複雑性(絞扼性)イレウスを疑ったら、造影CT、血ガス測定を試行します。
<腹部造影CTでの所見>
- 腸管壁の浮腫
- 造影不良
- 大量腹水
<血ガスの所見>
血行障害で、腸管壊死をきたすので壊死所見、代謝性アシドーシスの所見を認めます。
- WBC↑
- CK↑
- LDH↑
- 代謝性アシドーシス
複雑性イレウスを疑う所見とは
比較してみよう
単純性 | 複雑性 | |
痛みの違い | 疝痛(間欠的、反復性) | 激痛、強度の圧痛
突発する持続性の痛み |
経過 | 比較的緩徐 | 急速に進行 |
腹部所見 | 腹部膨満感など
鼓音 柔らかい |
筋性防御
反跳痛(Blumberg徴候) |
聴診所見 | 腸雑音亢進
金属音(metallic sound) |
腸雑音減弱・消失 |
血ガス | 代謝性アシドーシス | |
造影CT | 造影不良など | |
治療 | イレウス管・胃管挿入
輸液 臭化ブチルスコプラミン静注 |
緊急手術 |
腹痛の違い - 疝痛と持続する激痛
単純性イレウスの腹痛は発作性・間欠的に生じるものです。
これを疝痛といい、これは腸管由来の疼痛です。通常の腹痛でも急激に痛みだしてスッと消えたかと思えば再び思い出したかのように痛み始めます。

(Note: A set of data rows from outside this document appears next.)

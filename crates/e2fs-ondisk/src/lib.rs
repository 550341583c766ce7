#![forbid(unsafe_code)]
//! On-disk format codecs for ext2-family volumes.
//!
//! Pure parsing crate with no I/O. Decodes byte slices into typed
//! structures (superblock, group descriptors, inodes, directory entries)
//! and encodes them back byte-exactly, including reserved regions.

pub mod dir_entry;
pub mod features;
pub mod group_desc;
pub mod inode;
pub mod superblock;

pub use dir_entry::{DIR_ENTRY_HEADER_LEN, DirEntry, FileType, decode_block, encode_block, live_entries};
pub use features::{
    CompatFeatures, FeatureReport, FeatureSet, FeatureTable, IncompatFeatures, RoCompatFeatures,
};
pub use group_desc::{GroupAnomaly, GroupDescriptor, GroupDescriptorTable, Strictness};
pub use inode::Inode;
pub use superblock::{CreatorOs, ErrorBehavior, FileSystemState, Revision, Superblock};
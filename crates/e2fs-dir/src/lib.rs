#![forbid(unsafe_code)]
//! Directory block editing.
//!
//! Linear scan, lookup, entry creation and deletion inside a single
//! directory data block, and `.`/`..` initialization. Record layout and
//! validation come from [`e2fs_ondisk::DirEntry`]; this crate only manages
//! how `rec_len` spans are split and merged.

use e2fs_error::{Ext2Error, Result};
use e2fs_ondisk::{DIR_ENTRY_HEADER_LEN, DirEntry, FileType};
use e2fs_types::EXT2_NAME_LEN;
use tracing::trace;

/// Reject names the on-disk format cannot hold or the path layer would split.
pub fn validate_name(name: &[u8]) -> Result<()> {
    if name.is_empty() {
        return Err(Ext2Error::InvalidName(
            "directory entry name cannot be empty".to_owned(),
        ));
    }
    if name.len() > EXT2_NAME_LEN {
        return Err(Ext2Error::NameTooLong);
    }
    if name.iter().any(|&b| b == 0 || b == b'/') {
        return Err(Ext2Error::InvalidName(format!(
            "{:?} contains NUL or '/'",
            String::from_utf8_lossy(name)
        )));
    }
    Ok(())
}

/// Every record of the block with its byte offset.
fn scan(block: &[u8]) -> Result<Vec<(usize, DirEntry)>> {
    let mut out = Vec::new();
    let mut off = 0_usize;
    while off < block.len() {
        let entry = DirEntry::decode_at(block, off)?;
        let next = off + entry.rec_len as usize;
        out.push((off, entry));
        off = next;
    }
    Ok(out)
}

fn write_entry(
    block: &mut [u8],
    offset: usize,
    ino: u32,
    rec_len: usize,
    file_type: FileType,
    name: &[u8],
) -> Result<()> {
    let mut entry = DirEntry::new(ino, name, file_type)?;
    entry.rec_len = u32::try_from(rec_len).map_err(|_| Ext2Error::CorruptDirectoryEntry {
        offset,
        detail: format!("rec_len {rec_len} exceeds the record span limit"),
    })?;
    entry.write_at(block, offset)?;
    block[offset + DIR_ENTRY_HEADER_LEN + name.len()..offset + rec_len].fill(0);
    Ok(())
}

fn set_rec_len(block: &mut [u8], offset: usize, rec_len: usize) -> Result<()> {
    let mut entry = DirEntry::decode_at(block, offset)?;
    entry.rec_len = u32::try_from(rec_len).map_err(|_| Ext2Error::CorruptDirectoryEntry {
        offset,
        detail: format!("rec_len {rec_len} exceeds the record span limit"),
    })?;
    entry.write_at(block, offset)
}

/// Find a live entry by name.
pub fn lookup_in_block(block: &[u8], name: &[u8]) -> Result<Option<DirEntry>> {
    Ok(scan(block)?
        .into_iter()
        .map(|(_, e)| e)
        .find(|e| !e.is_unused() && e.name == name))
}

/// Add an entry to one directory block.
///
/// Reuses an unused slot (`inode == 0`) that is large enough, otherwise
/// splits the slack off the end of a live record. Returns the byte offset
/// of the new record, or `NoSpace` when neither fits.
pub fn add_entry(block: &mut [u8], ino: u32, name: &[u8], file_type: FileType) -> Result<usize> {
    if ino == 0 {
        return Err(Ext2Error::InvalidName(
            "directory entry cannot point at inode 0".to_owned(),
        ));
    }
    validate_name(name)?;

    let need = DirEntry::min_rec_len(name.len());
    if need > block.len() {
        return Err(Ext2Error::NoSpace);
    }

    for (off, entry) in scan(block)? {
        let rec_len = entry.rec_len as usize;
        if entry.is_unused() {
            if rec_len >= need {
                write_entry(block, off, ino, rec_len, file_type, name)?;
                trace!(ino, offset = off, rec_len, "add_entry reused slot");
                return Ok(off);
            }
            continue;
        }

        let actual = entry.actual_size();
        let slack = entry.slack();
        if slack >= need {
            set_rec_len(block, off, actual)?;
            let new_off = off + actual;
            write_entry(block, new_off, ino, slack, file_type, name)?;
            trace!(ino, offset = new_off, rec_len = slack, "add_entry split slot");
            return Ok(new_off);
        }
    }

    Err(Ext2Error::NoSpace)
}

/// Remove a live entry by name.
///
/// The nearest preceding live record grows to the end of the removed one,
/// swallowing any unused slots in between. With no live record before it the
/// removed record is marked unused instead. Returns `false` when no live
/// entry has that name.
pub fn remove_entry(block: &mut [u8], name: &[u8]) -> Result<bool> {
    validate_name(name)?;

    let mut prev_live: Option<usize> = None;
    for (off, entry) in scan(block)? {
        let end = off + entry.rec_len as usize;
        if entry.is_unused() {
            continue;
        }
        if entry.name == name {
            if let Some(prev_off) = prev_live {
                set_rec_len(block, prev_off, end - prev_off)?;
            }
            block[off..off + 4].fill(0);
            block[off + 6] = 0;
            block[off + 7] = 0;
            trace!(ino = entry.inode, offset = off, merged_into = prev_live, "remove_entry");
            return Ok(true);
        }
        prev_live = Some(off);
    }

    Ok(false)
}

/// Initialize an empty directory block with `.` and `..` entries.
pub fn init_dir_block(block: &mut [u8], self_ino: u32, parent_ino: u32) -> Result<()> {
    let dot_len = DirEntry::min_rec_len(1);
    if block.len() < dot_len + DirEntry::min_rec_len(2) {
        return Err(Ext2Error::NoSpace);
    }
    block.fill(0);

    let dotdot_len = block.len() - dot_len;
    write_entry(block, 0, self_ino, dot_len, FileType::Dir, b".")?;
    write_entry(block, dot_len, parent_ino, dotdot_len, FileType::Dir, b"..")?;
    Ok(())
}

/// Whether the block holds nothing but `.`, `..` and unused records.
pub fn is_empty_dir_block(block: &[u8]) -> Result<bool> {
    Ok(scan(block)?
        .iter()
        .all(|(_, e)| e.is_unused() || e.is_dot() || e.is_dotdot()))
}
//! Feature flag sets and the compatibility gate.

use e2fs_error::{Ext2Error, Result};
use serde::{Deserialize, Serialize};
use tracing::warn;

// ── Feature flag newtypes ───────────────────────────────────────────────────

/// Compatible feature flags (`s_feature_compat`).
///
/// These are advisory; unknown bits are safe to ignore.
#[derive(Debug, Clone, Copy, Default, PartialEq, Eq, Hash, Serialize, Deserialize)]
pub struct CompatFeatures(pub u32);

impl CompatFeatures {
    pub const DIR_PREALLOC: Self = Self(0x0001);
    pub const IMAGIC_INODES: Self = Self(0x0002);
    pub const HAS_JOURNAL: Self = Self(0x0004);
    pub const EXT_ATTR: Self = Self(0x0008);
    pub const RESIZE_INODE: Self = Self(0x0010);
    pub const DIR_INDEX: Self = Self(0x0020);
    pub const SPARSE_SUPER2: Self = Self(0x0200);
    pub const FAST_COMMIT: Self = Self(0x0400);
    pub const STABLE_INODES: Self = Self(0x0800);
    pub const ORPHAN_FILE: Self = Self(0x1000);

    const KNOWN: &[(u32, &'static str)] = &[
        (0x0001, "DIR_PREALLOC"),
        (0x0002, "IMAGIC_INODES"),
        (0x0004, "HAS_JOURNAL"),
        (0x0008, "EXT_ATTR"),
        (0x0010, "RESIZE_INODE"),
        (0x0020, "DIR_INDEX"),
        (0x0200, "SPARSE_SUPER2"),
        (0x0400, "FAST_COMMIT"),
        (0x0800, "STABLE_INODES"),
        (0x1000, "ORPHAN_FILE"),
    ];

    /// Union of every named compat bit.
    pub const ALL_NAMED: Self = Self(known_mask(Self::KNOWN));

    #[must_use]
    pub fn bits(self) -> u32 {
        self.0
    }

    #[must_use]
    pub fn contains(self, flag: Self) -> bool {
        (self.0 & flag.0) != 0
    }

    /// Names of all set flags that have a name.
    #[must_use]
    pub fn describe(self) -> Vec<&'static str> {
        describe_flags(self.0, Self::KNOWN)
    }

    /// Raw bits not covered by any named constant.
    #[must_use]
    pub fn unknown_bits(self) -> u32 {
        self.0 & !Self::ALL_NAMED.0
    }
}

impl std::fmt::Display for CompatFeatures {
    fn fmt(&self, f: &mut std::fmt::Formatter<'_>) -> std::fmt::Result {
        format_flags(f, self.0, Self::KNOWN)
    }
}

/// Incompatible feature flags (`s_feature_incompat`).
///
/// A bit this build does not understand MUST stop decoding.
#[derive(Debug, Clone, Copy, Default, PartialEq, Eq, Hash, Serialize, Deserialize)]
pub struct IncompatFeatures(pub u32);

impl IncompatFeatures {
    pub const COMPRESSION: Self = Self(0x0001);
    pub const FILETYPE: Self = Self(0x0002);
    pub const RECOVER: Self = Self(0x0004);
    pub const JOURNAL_DEV: Self = Self(0x0008);
    pub const META_BG: Self = Self(0x0010);
    pub const EXTENTS: Self = Self(0x0040);
    pub const BIT64: Self = Self(0x0080);
    pub const MMP: Self = Self(0x0100);
    pub const FLEX_BG: Self = Self(0x0200);
    pub const EA_INODE: Self = Self(0x0400);
    pub const DIRDATA: Self = Self(0x1000);
    pub const CSUM_SEED: Self = Self(0x2000);
    pub const LARGEDIR: Self = Self(0x4000);
    pub const INLINE_DATA: Self = Self(0x8000);
    pub const ENCRYPT: Self = Self(0x10000);
    pub const CASEFOLD: Self = Self(0x20000);

    const KNOWN: &[(u32, &'static str)] = &[
        (0x0001, "COMPRESSION"),
        (0x0002, "FILETYPE"),
        (0x0004, "RECOVER"),
        (0x0008, "JOURNAL_DEV"),
        (0x0010, "META_BG"),
        (0x0040, "EXTENTS"),
        (0x0080, "64BIT"),
        (0x0100, "MMP"),
        (0x0200, "FLEX_BG"),
        (0x0400, "EA_INODE"),
        (0x1000, "DIRDATA"),
        (0x2000, "CSUM_SEED"),
        (0x4000, "LARGEDIR"),
        (0x8000, "INLINE_DATA"),
        (0x1_0000, "ENCRYPT"),
        (0x2_0000, "CASEFOLD"),
    ];

    pub const ALL_NAMED: Self = Self(known_mask(Self::KNOWN));

    #[must_use]
    pub fn bits(self) -> u32 {
        self.0
    }

    #[must_use]
    pub fn contains(self, flag: Self) -> bool {
        (self.0 & flag.0) != 0
    }

    #[must_use]
    pub fn describe(self) -> Vec<&'static str> {
        describe_flags(self.0, Self::KNOWN)
    }

    #[must_use]
    pub fn unknown_bits(self) -> u32 {
        self.0 & !Self::ALL_NAMED.0
    }
}

impl std::fmt::Display for IncompatFeatures {
    fn fmt(&self, f: &mut std::fmt::Formatter<'_>) -> std::fmt::Result {
        format_flags(f, self.0, Self::KNOWN)
    }
}

/// Read-only compatible feature flags (`s_feature_ro_compat`).
///
/// Unknown bits imply the volume must not be written.
#[derive(Debug, Clone, Copy, Default, PartialEq, Eq, Hash, Serialize, Deserialize)]
pub struct RoCompatFeatures(pub u32);

impl RoCompatFeatures {
    pub const SPARSE_SUPER: Self = Self(0x0001);
    pub const LARGE_FILE: Self = Self(0x0002);
    pub const BTREE_DIR: Self = Self(0x0004);
    pub const HUGE_FILE: Self = Self(0x0008);
    pub const GDT_CSUM: Self = Self(0x0010);
    pub const DIR_NLINK: Self = Self(0x0020);
    pub const EXTRA_ISIZE: Self = Self(0x0040);
    pub const QUOTA: Self = Self(0x0100);
    pub const BIGALLOC: Self = Self(0x0200);
    pub const METADATA_CSUM: Self = Self(0x0400);
    pub const READONLY: Self = Self(0x1000);
    pub const PROJECT: Self = Self(0x2000);
    pub const VERITY: Self = Self(0x8000);
    pub const ORPHAN_PRESENT: Self = Self(0x10000);

    const KNOWN: &[(u32, &'static str)] = &[
        (0x0001, "SPARSE_SUPER"),
        (0x0002, "LARGE_FILE"),
        (0x0004, "BTREE_DIR"),
        (0x0008, "HUGE_FILE"),
        (0x0010, "GDT_CSUM"),
        (0x0020, "DIR_NLINK"),
        (0x0040, "EXTRA_ISIZE"),
        (0x0100, "QUOTA"),
        (0x0200, "BIGALLOC"),
        (0x0400, "METADATA_CSUM"),
        (0x1000, "READONLY"),
        (0x2000, "PROJECT"),
        (0x8000, "VERITY"),
        (0x1_0000, "ORPHAN_PRESENT"),
    ];

    pub const ALL_NAMED: Self = Self(known_mask(Self::KNOWN));

    #[must_use]
    pub fn bits(self) -> u32 {
        self.0
    }

    #[must_use]
    pub fn contains(self, flag: Self) -> bool {
        (self.0 & flag.0) != 0
    }

    #[must_use]
    pub fn describe(self) -> Vec<&'static str> {
        describe_flags(self.0, Self::KNOWN)
    }

    #[must_use]
    pub fn unknown_bits(self) -> u32 {
        self.0 & !Self::ALL_NAMED.0
    }
}

impl std::fmt::Display for RoCompatFeatures {
    fn fmt(&self, f: &mut std::fmt::Formatter<'_>) -> std::fmt::Result {
        format_flags(f, self.0, Self::KNOWN)
    }
}

/// The three feature bitsets of one superblock.
#[derive(Debug, Clone, Copy, Default, PartialEq, Eq, Serialize, Deserialize)]
pub struct FeatureSet {
    pub compat: CompatFeatures,
    pub incompat: IncompatFeatures,
    pub ro_compat: RoCompatFeatures,
}

impl std::fmt::Display for FeatureSet {
    fn fmt(&self, f: &mut std::fmt::Formatter<'_>) -> std::fmt::Result {
        write!(
            f,
            "compat={}, incompat={}, ro_compat={}",
            self.compat, self.incompat, self.ro_compat
        )
    }
}

// ── Compatibility gate ──────────────────────────────────────────────────────

/// Bits this implementation knows how to interpret, per set.
#[derive(Debug, Clone, Copy, PartialEq, Eq, Serialize, Deserialize)]
pub struct FeatureTable {
    pub compat: CompatFeatures,
    pub incompat: IncompatFeatures,
    pub ro_compat: RoCompatFeatures,
}

impl FeatureTable {
    /// What the codecs in this crate interpret.
    pub const SUPPORTED: Self = Self {
        compat: CompatFeatures::ALL_NAMED,
        incompat: IncompatFeatures(
            IncompatFeatures::FILETYPE.0 | IncompatFeatures::BIT64.0 | IncompatFeatures::FLEX_BG.0,
        ),
        ro_compat: RoCompatFeatures(
            RoCompatFeatures::SPARSE_SUPER.0
                | RoCompatFeatures::LARGE_FILE.0
                | RoCompatFeatures::DIR_NLINK.0
                | RoCompatFeatures::EXTRA_ISIZE.0,
        ),
    };

    /// Compute the unknown residue of each set.
    ///
    /// Never fails; callers decide via [`FeatureReport::ensure_mountable`].
    /// Tolerated residues are logged.
    #[must_use]
    pub fn check(&self, features: FeatureSet) -> FeatureReport {
        let report = FeatureReport {
            features,
            unknown_compat: features.compat.0 & !self.compat.0,
            unknown_incompat: features.incompat.0 & !self.incompat.0,
            unknown_ro_compat: features.ro_compat.0 & !self.ro_compat.0,
        };
        if report.unknown_compat != 0 {
            warn!(
                unknown_bits = report.unknown_compat,
                "ignoring unknown compatible features"
            );
        }
        if report.unknown_ro_compat != 0 {
            warn!(
                unknown_bits = report.unknown_ro_compat,
                "unknown read-only-compatible features, volume must be treated read-only"
            );
        }
        report
    }
}

impl Default for FeatureTable {
    fn default() -> Self {
        Self::SUPPORTED
    }
}

/// Result of running a [`FeatureSet`] through a [`FeatureTable`].
#[derive(Debug, Clone, Copy, PartialEq, Eq, Serialize, Deserialize)]
pub struct FeatureReport {
    pub features: FeatureSet,
    pub unknown_compat: u32,
    pub unknown_incompat: u32,
    pub unknown_ro_compat: u32,
}

impl FeatureReport {
    /// No unknown incompatible bits.
    #[must_use]
    pub fn is_mountable(&self) -> bool {
        self.unknown_incompat == 0
    }

    /// Unknown read-only-compatible bits are present.
    #[must_use]
    pub fn requires_read_only(&self) -> bool {
        self.unknown_ro_compat != 0
    }

    /// Fail with `UnsupportedFeature` when unknown incompatible bits are set.
    pub fn ensure_mountable(&self) -> Result<()> {
        if self.is_mountable() {
            return Ok(());
        }
        Err(Ext2Error::UnsupportedFeature(format!(
            "incompat {}",
            IncompatFeatures(self.unknown_incompat)
        )))
    }

    /// `ReadOnly` when unknown read-only-compatible bits are set.
    pub fn ensure_writable(&self) -> Result<()> {
        self.ensure_mountable()?;
        if self.requires_read_only() {
            return Err(Ext2Error::ReadOnly);
        }
        Ok(())
    }
}

impl std::fmt::Display for FeatureReport {
    fn fmt(&self, f: &mut std::fmt::Formatter<'_>) -> std::fmt::Result {
        write!(f, "{}", self.features)?;
        if self.unknown_incompat != 0 {
            write!(f, "; unsupported incompat: 0x{:X}", self.unknown_incompat)?;
        }
        if self.unknown_ro_compat != 0 {
            write!(f, "; unknown ro_compat: 0x{:X}", self.unknown_ro_compat)?;
        }
        if self.unknown_compat != 0 {
            write!(f, "; unknown compat: 0x{:X}", self.unknown_compat)?;
        }
        Ok(())
    }
}

// ── Shared flag helpers ─────────────────────────────────────────────────────

const fn known_mask(known: &[(u32, &'static str)]) -> u32 {
    let mut mask = 0;
    let mut i = 0;
    while i < known.len() {
        mask |= known[i].0;
        i += 1;
    }
    mask
}

/// Collect names of all set bits from a `(bit, name)` table.
///
/// Bits not present in `known` are omitted.
fn describe_flags(bits: u32, known: &[(u32, &'static str)]) -> Vec<&'static str> {
    known
        .iter()
        .filter(|(bit, _)| bits & bit != 0)
        .map(|(_, name)| *name)
        .collect()
}

/// Format a bitmask as a pipe-separated list of flag names.
///
/// Example output: `FILETYPE|64BIT` or `(none)` when zero.
/// Unknown bits are appended as hex, e.g. `FILETYPE|0x80000000`.
fn format_flags(
    f: &mut std::fmt::Formatter<'_>,
    bits: u32,
    known: &[(u32, &'static str)],
) -> std::fmt::Result {
    if bits == 0 {
        return f.write_str("(none)");
    }
    let mut first = true;
    let mut remaining = bits;
    for &(bit, name) in known {
        if remaining & bit != 0 {
            if !first {
                f.write_str("|")?;
            }
            f.write_str(name)?;
            remaining &= !bit;
            first = false;
        }
    }
    if remaining != 0 {
        if !first {
            f.write_str("|")?;
        }
        write!(f, "0x{remaining:X}")?;
    }
    Ok(())
}
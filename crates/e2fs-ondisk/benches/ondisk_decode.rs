#![forbid(unsafe_code)]

use criterion::{Criterion, black_box, criterion_group, criterion_main};
use e2fs_ondisk::{
    DirEntry, FileType, GroupDescriptorTable, Inode, Strictness, Superblock, decode_block,
    encode_block,
};
use e2fs_types::{EXT2_SUPER_MAGIC, EXT2_SUPERBLOCK_SIZE, S_IFREG};

fn superblock_bytes(groups: u32) -> Vec<u8> {
    let mut sb = vec![0_u8; EXT2_SUPERBLOCK_SIZE];
    sb[0x00..0x04].copy_from_slice(&(groups * 2048).to_le_bytes());
    sb[0x04..0x08].copy_from_slice(&(groups * 32768).to_le_bytes());
    sb[0x18..0x1C].copy_from_slice(&2_u32.to_le_bytes()); // 4K blocks
    sb[0x1C..0x20].copy_from_slice(&2_u32.to_le_bytes());
    sb[0x20..0x24].copy_from_slice(&32768_u32.to_le_bytes());
    sb[0x24..0x28].copy_from_slice(&32768_u32.to_le_bytes());
    sb[0x28..0x2C].copy_from_slice(&2048_u32.to_le_bytes());
    sb[0x38..0x3A].copy_from_slice(&EXT2_SUPER_MAGIC.to_le_bytes());
    sb[0x4C..0x50].copy_from_slice(&1_u32.to_le_bytes());
    sb[0x54..0x58].copy_from_slice(&11_u32.to_le_bytes());
    sb[0x58..0x5A].copy_from_slice(&256_u16.to_le_bytes());
    sb
}

fn bench_superblock_decode(c: &mut Criterion) {
    let data = superblock_bytes(16);
    c.bench_function("superblock_decode", |b| {
        b.iter(|| Superblock::decode(black_box(&data)).expect("superblock decode"));
    });
}

fn bench_group_desc_table(c: &mut Criterion) {
    let sb = Superblock::decode(&superblock_bytes(128)).expect("superblock decode");
    let mut table = vec![0_u8; GroupDescriptorTable::byte_len(&sb)];
    for (g, chunk) in table.chunks_exact_mut(32).enumerate() {
        let base = u32::try_from(g).expect("group index") * 32768;
        chunk[0x00..0x04].copy_from_slice(&(base + 1).to_le_bytes());
        chunk[0x04..0x08].copy_from_slice(&(base + 2).to_le_bytes());
        chunk[0x08..0x0C].copy_from_slice(&(base + 3).to_le_bytes());
    }

    c.bench_function("group_desc_table_128", |b| {
        b.iter(|| {
            GroupDescriptorTable::decode(&sb, black_box(&table), Strictness::Lenient)
                .expect("table decode")
        });
    });
}

fn bench_inode_decode(c: &mut Criterion) {
    let mut raw = vec![0_u8; 256];
    raw[0x00..0x02].copy_from_slice(&(S_IFREG | 0o644).to_le_bytes());
    raw[0x04..0x08].copy_from_slice(&65536_u32.to_le_bytes());

    c.bench_function("inode_decode_256", |b| {
        b.iter(|| Inode::decode(black_box(&raw)).expect("inode decode"));
    });
}

fn bench_dir_block(c: &mut Criterion) {
    let entries: Vec<_> = (0..120_u32)
        .map(|i| {
            DirEntry::new(11 + i, format!("file_{i:04}").as_bytes(), FileType::RegFile)
                .expect("entry")
        })
        .collect();
    let block = encode_block(&entries, 4096).expect("encode");

    c.bench_function("dir_block_decode", |b| {
        b.iter(|| {
            let entries = decode_block(black_box(&block)).expect("dir block decode");
            black_box(entries);
        });
    });
}

criterion_group!(
    benches,
    bench_superblock_decode,
    bench_group_desc_table,
    bench_inode_decode,
    bench_dir_block
);
criterion_main!(benches);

一方、複雑性イレウスでは体動により増強する激しい腹痛を持続的に認めます。
複雑性(絞扼性)イレウスを認めたら基本的に緊急手術の適応となります。
注意 見落とさない為の理解
繰り返しますが、イレウスを認めたら「本当に複雑性(絞扼性)イレウスではないか?」「見落としていないか?」という意識が大切で、先ほどの所見を覚えておけばOKというわけにはいきません。
腸管虚血の早期腹部所見の特徴
「腹部は柔らかく、腹膜刺激症状はないが激痛」という特徴があります。
腹部が柔らかい→絞扼性ではない→痛み止めを使用して経過を診てしまうことがあります。